Free Speech is Free Speech is Free Speech

Originally published January 2015

It’s funny where your mind wanders on a snow day.

Stuck working from home, the news comes easier (and is more distracting) than at the office. First, the horrifying news out of France about the terrorist attack at Charlie Hebdo, a satirical newspaper, leaving 12 people dead. Then, the ridiculously funny in Frederick News-Post’s editorial aimed at Kirby Delauter, a Frederick County, Maryland council member that threatened a lawsuit against the newspaper for using his name in a story without his permission.

One story makes you want to weep, the other, laugh. Both stories the result of assaults on free speech.

I’m sure there are some that would make the argument that the French cartoonists took it too far—that they knew they risked their lives producing material they knew would piss certain people off. It reminded me of a debate I recently had with my husband about “The Interview”—his point being that cancelling the movie was a safety measure, and mine being that, if we did that, then the bad guys win because all that needs to be done to stop something potentially offensive is a phoned-in bomb threat.

So where do we draw the line? Simple. We don’t.

No, you don’t yell “Fire” in a crowded theater. No, I’m not in favor of televised executions. Yes, I think there are certain editing steps to be taken in sharing tragic news on television and in the interest of national security … yes there may be times the government finds it necessary not to tell us everything. And even that last one is murky at best.

But that’s about it for me. I’m pretty big on the whole free speech thing. And this is why I find it somewhat disheartening that these days, you’ll see more and more people react to something they don’t like with a Change.org petition to stop it. Take, for example, just the other day—GLAAD started up a petition against the television channel TLC to prevent their new, and no doubt, wildly-educational-because-it’s-on-TLC-right? show “My Husband’s Not Gay” from airing.

OK, let’s just stop right there. “My Husband’s Not Gay?” Come on now. GLAAD, I don’t think you have anything to worry about. One, anyone watching it is just doing so to mock it incessantly. And two … read the first point again. If anyone is watching that show and thinking, “Yeah, I like guys, but they’re married, so I think I’ll just keep it locked in way down deep inside and win at life,” then chances are they aren’t ready to accept themselves anyway.

You want to stop obnoxious, bad television featuring people that are dimwits and can’t make a lucid argument to get themselves out of a paper bag? Easy—stop watching it. Someone’s paying the bills for those shows, and if they can’t find viewers, then they can’t find advertisers. Or, choose to accept there are people out there that find this kind of nonsense entertaining, and leave it at that. I doubt Mama Duggar has had that big of an impact on shifting the equality debate because she decided to knock a few pictures off her Facebook wall.

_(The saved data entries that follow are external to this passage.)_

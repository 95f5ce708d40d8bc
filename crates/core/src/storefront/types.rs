//! Storefront automation seam: listing orders and driving the adjustment flow.

use async_trait::async_trait;
use rust_decimal::Decimal;
use serde::{Deserialize, Serialize};
use thiserror::Error;

use crate::captcha::{Challenge, SolvedChallenge};
use crate::order::OrderSnapshot;
use crate::session::Session;

/// Errors that can occur while driving the storefront.
#[derive(Debug, Error)]
pub enum StorefrontError {
    #[error("Order not found: {0}")]
    OrderNotFound(String),

    #[error("Unexpected page layout: {0}")]
    Layout(String),

    #[error("Timed out waiting for {0}")]
    Timeout(String),

    #[error("Storefront session expired")]
    SessionExpired,

    #[error("Driver error: {0}")]
    Driver(String),

    #[error("Connection failed: {0}")]
    ConnectionFailed(String),
}

/// Position in the lazily expanded order history.
#[derive(Debug, Clone, Copy, Default, PartialEq, Eq)]
pub struct PageCursor {
    /// Number of "view more" expansions performed before this page.
    pub page: u32,
    /// Number of orders already returned by earlier pages.
    pub offset: usize,
}

/// One page of the order history.
#[derive(Debug, Clone, Default)]
pub struct OrderPage {
    pub orders: Vec<OrderSnapshot>,
    /// Cursor for the following page; `None` when the history is exhausted.
    pub next: Option<PageCursor>,
}

/// What the order detail page shows.
#[derive(Debug, Clone, PartialEq, Eq)]
pub struct OrderDetails {
    pub id: String,
    pub tracking_ref: Option<String>,
    /// Whether the page offers the price adjustment entry point.
    pub adjustable: bool,
}

/// Result of submitting an adjustment request.
#[derive(Debug, Clone, PartialEq, Eq, Serialize, Deserialize)]
#[serde(tag = "kind", rename_all = "snake_case")]
pub enum AdjustmentOutcome {
    /// The storefront confirmed the request.
    Accepted { refund: Option<Decimal> },
    /// The storefront refused the request for this order.
    Rejected { reason: String },
    /// Neither confirmation nor refusal could be read.
    Ambiguous { detail: String },
}

/// What the storefront shows after the adjustment request is started.
#[derive(Debug, Clone, PartialEq)]
pub enum AdjustmentPrompt {
    /// The flow finished without a verification step.
    Outcome(AdjustmentOutcome),
    /// A challenge must be solved before the request goes through.
    Challenge(Challenge),
}

/// Storefront automation backend.
#[async_trait]
pub trait Storefront: Send + Sync {
    /// Read one page of the order history, starting at `cursor`.
    async fn list_orders(
        &self,
        session: &Session,
        cursor: PageCursor,
    ) -> Result<OrderPage, StorefrontError>;

    /// Open the detail page of one order.
    async fn open_order(
        &self,
        session: &Session,
        order_id: &str,
    ) -> Result<OrderDetails, StorefrontError>;

    /// Start the adjustment flow on the currently open order.
    async fn request_adjustment(
        &self,
        session: &Session,
        order_id: &str,
    ) -> Result<AdjustmentPrompt, StorefrontError>;

    /// Answer the challenge and read the final outcome.
    async fn submit_challenge(
        &self,
        session: &Session,
        order_id: &str,
        challenge: &Challenge,
        solution: &SolvedChallenge,
    ) -> Result<AdjustmentOutcome, StorefrontError>;
}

If you are for free speech, then you have to allow for the fact there are numbskulls that can talk, and unfortunately, command a television presence. Instead, give your attention to and raise up those who really are on the front lines of the global experience—the journalists and editors that call governments and radicals into question, report stories that shine the light on human suffering, and sometimes give their lives so that the truth doesn’t remain hidden in the dark.